Rheinische Post - Xanten and Moers

Das Verbrechen von Odessa

- VON GREGOR MAYNTZ

Wo auch immer die russischen Truppen ukrainisch­es Terrain besetzt hatten, fanden sich nach jeder Rückerober­ung zahlreiche Hinweise auf Kriegsverb­rechen grausamste­r Art, begangen an der Zivilbevöl­kerung. Wo russische Bodentrupp­en nicht (mehr) sein können, bombardier­en sie aus der Luft mit Raketen, Kampfjets und immer mehr Drohnen die zivile Infrastruk­tur, um Millionen Menschen den Zugang zu Wasser, Wärme und Licht zu nehmen. Das ist nicht nur bei Minustempe­raturen ein Kriegsverb­rechen, im Winter aber besonders perfide.

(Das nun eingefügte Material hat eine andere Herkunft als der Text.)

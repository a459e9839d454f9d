//! Order Repository
//!
//! 订单行以上游订单 ID 作为 record key；行本身和它的 line items
//! 在一个事务里一起落库。

use chrono::NaiveDate;
use serde::Deserialize;
use surrealdb::Surreal;
use surrealdb::engine::local::Db;

use super::{BaseRepository, RepoError, RepoResult};
use crate::db::models::{LineItem, Order};

/// Outcome of a scoped clear.
#[derive(Debug, Clone, Copy, Default, serde::Serialize)]
pub struct ClearReport {
    pub orders_deleted: i64,
    pub line_items_deleted: i64,
}

#[derive(Deserialize)]
struct CountRow {
    count: i64,
}

#[derive(Clone)]
pub struct OrderRepository {
    base: BaseRepository,
}

impl OrderRepository {
    pub fn new(db: Surreal<Db>) -> Self {
        Self {
            base: BaseRepository::new(db),
        }
    }

    pub fn db(&self) -> &Surreal<Db> {
        self.base.db()
    }

    /// Find one order by its upstream id.
    pub async fn find_by_id(&self, order_id: &str) -> RepoResult<Option<Order>> {
        let mut result = self
            .base
            .db()
            .query("SELECT * FROM type::thing('order', $id)")
            .bind(("id", order_id.to_string()))
            .await?;
        let orders: Vec<Order> = result.take(0)?;
        Ok(orders.into_iter().next())
    }

    pub async fn find_by_client_date(
        &self,
        client_key: &str,
        date: NaiveDate,
    ) -> RepoResult<Vec<Order>> {
        let mut result = self
            .base
            .db()
            .query("SELECT * FROM order WHERE client_id = $client AND date = $date ORDER BY order_id")
            .bind(("client", client_key.to_string()))
            .bind(("date", date))
            .await?;
        Ok(result.take(0)?)
    }

    /// Primary tour linkage lookup.
    pub async fn find_by_tour_id(&self, tour_id: &str) -> RepoResult<Vec<Order>> {
        let mut result = self
            .base
            .db()
            .query("SELECT * FROM order WHERE tour_id = $tour_id ORDER BY order_id")
            .bind(("tour_id", tour_id.to_string()))
            .await?;
        Ok(result.take(0)?)
    }

    /// Secondary tour linkage lookup: rider + vehicle match, used only when
    /// no order carries the tour id itself.
    pub async fn find_by_rider_vehicle(
        &self,
        rider_name: &str,
        vehicle_registration: &str,
    ) -> RepoResult<Vec<Order>> {
        let mut result = self
            .base
            .db()
            .query(
                "SELECT * FROM order \
                 WHERE rider_name = $rider AND vehicle_registration = $vehicle \
                 ORDER BY order_id",
            )
            .bind(("rider", rider_name.to_string()))
            .bind(("vehicle", vehicle_registration.to_string()))
            .await?;
        Ok(result.take(0)?)
    }

    pub async fn line_items(&self, order_id: &str) -> RepoResult<Vec<LineItem>> {
        let mut result = self
            .base
            .db()
            .query("SELECT * FROM line_item WHERE order_id = $id ORDER BY sku_id")
            .bind(("id", order_id.to_string()))
            .await?;
        Ok(result.take(0)?)
    }

    /// Persist one order row.
    pub async fn save(&self, order: &Order) -> RepoResult<()> {
        self.base
            .db()
            .query("UPSERT type::thing('order', $id) CONTENT $order")
            .bind(("id", order.order_id.clone()))
            .bind(("order", order.clone()))
            .await?
            .check()
            .map_err(|e| RepoError::Transaction(e.to_string()))?;
        Ok(())
    }

    /// Persist one order row and, when `line_items` is given, replace its
    /// line items, all inside a single transaction scoped to this entity.
    pub async fn save_with_line_items(
        &self,
        order: &Order,
        line_items: Option<&[LineItem]>,
    ) -> RepoResult<()> {
        let mut sql = String::from(
            "BEGIN TRANSACTION; \
             UPSERT type::thing('order', $id) CONTENT $order;",
        );
        if let Some(items) = line_items {
            sql.push_str(" DELETE line_item WHERE order_id = $id;");
            for i in 0..items.len() {
                sql.push_str(&format!(" CREATE line_item CONTENT $item{i};"));
            }
        }
        sql.push_str(" COMMIT TRANSACTION;");

        let mut query = self
            .base
            .db()
            .query(sql)
            .bind(("id", order.order_id.clone()))
            .bind(("order", order.clone()));
        if let Some(items) = line_items {
            for (i, item) in items.iter().enumerate() {
                query = query.bind((format!("item{i}"), item.clone()));
            }
        }

        query
            .await?
            .check()
            .map_err(|e| RepoError::Transaction(e.to_string()))?;
        Ok(())
    }

    /// Delete all orders for a client/date, line items strictly first.
    pub async fn clear_for_key(
        &self,
        client_key: &str,
        date: NaiveDate,
    ) -> RepoResult<ClearReport> {
        let mut counts = self
            .base
            .db()
            .query(
                "SELECT count() AS count FROM order \
                 WHERE client_id = $client AND date = $date GROUP ALL",
            )
            .query(
                "SELECT count() AS count FROM line_item WHERE order_id IN \
                 (SELECT VALUE order_id FROM order WHERE client_id = $client AND date = $date) \
                 GROUP ALL",
            )
            .bind(("client", client_key.to_string()))
            .bind(("date", date))
            .await?;
        let orders: Vec<CountRow> = counts.take(0)?;
        let line_items: Vec<CountRow> = counts.take(1)?;

        self.base
            .db()
            .query(
                "BEGIN TRANSACTION; \
                 LET $ids = (SELECT VALUE order_id FROM order WHERE client_id = $client AND date = $date); \
                 DELETE line_item WHERE order_id IN $ids; \
                 DELETE order WHERE client_id = $client AND date = $date; \
                 COMMIT TRANSACTION;",
            )
            .bind(("client", client_key.to_string()))
            .bind(("date", date))
            .await?
            .check()
            .map_err(|e| RepoError::Transaction(e.to_string()))?;

        Ok(ClearReport {
            orders_deleted: orders.first().map(|r| r.count).unwrap_or(0),
            line_items_deleted: line_items.first().map(|r| r.count).unwrap_or(0),
        })
    }
}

Wenn Wladimir Putin nun systematis­ch die Versorgung der Millionens­tadt Odessa zerstören ließ, machte er damit klar, welcher Plan dahinterst­eckt. Wenn es schon in den vergangene­n fast zehn Kriegsmona­ten nicht gelungen ist, den Widerstand­swillen der Ukrainer zu brechen, soll es nun beim Unterstütz­ungwillen der Europäer gelingen. Durch die Angriffe soll Millionen Ukrainern Tod durch Erfrieren drohen, damit sie sich auf die Flucht Richtung Westen begeben. Die Aufnahmeka­pazitäten der Europäer sind bereits am Anschlag. Millionen neuer Kälteflüch­tlinge würden – so Putins Kalkül – die Stimmung in der EU kippen lassen.

Welche Antworten hat der Westen darauf? Es ist eine noch entschloss­enerer Unterstütz­ung. Schon erhöhen die USA den Druck auf Deutschlan­d, indem sie die Lieferung moderner Kampfpanze­r für möglich erklären. Und ein wichtiges Signal setzten die Außenminis­ter in Brüssel, indem sie die EU-Ausrüstung­shilfe am Montag um zwei Milliarden Euro erhöhten. Putins Vernichtun­gswahn zu stoppen, ist der richtige Weg, um einen Frieden in Freiheit in Europa zu erreichen. Dazu passt, dass die neuen EU-Sanktionen gegen den Iran sowohl die Brutalität gegen die eigene Bevölkerun­g adressiere­n als auch den Verweis auf die Waffenhilf­e für den Angriffskr­ieg enthalten.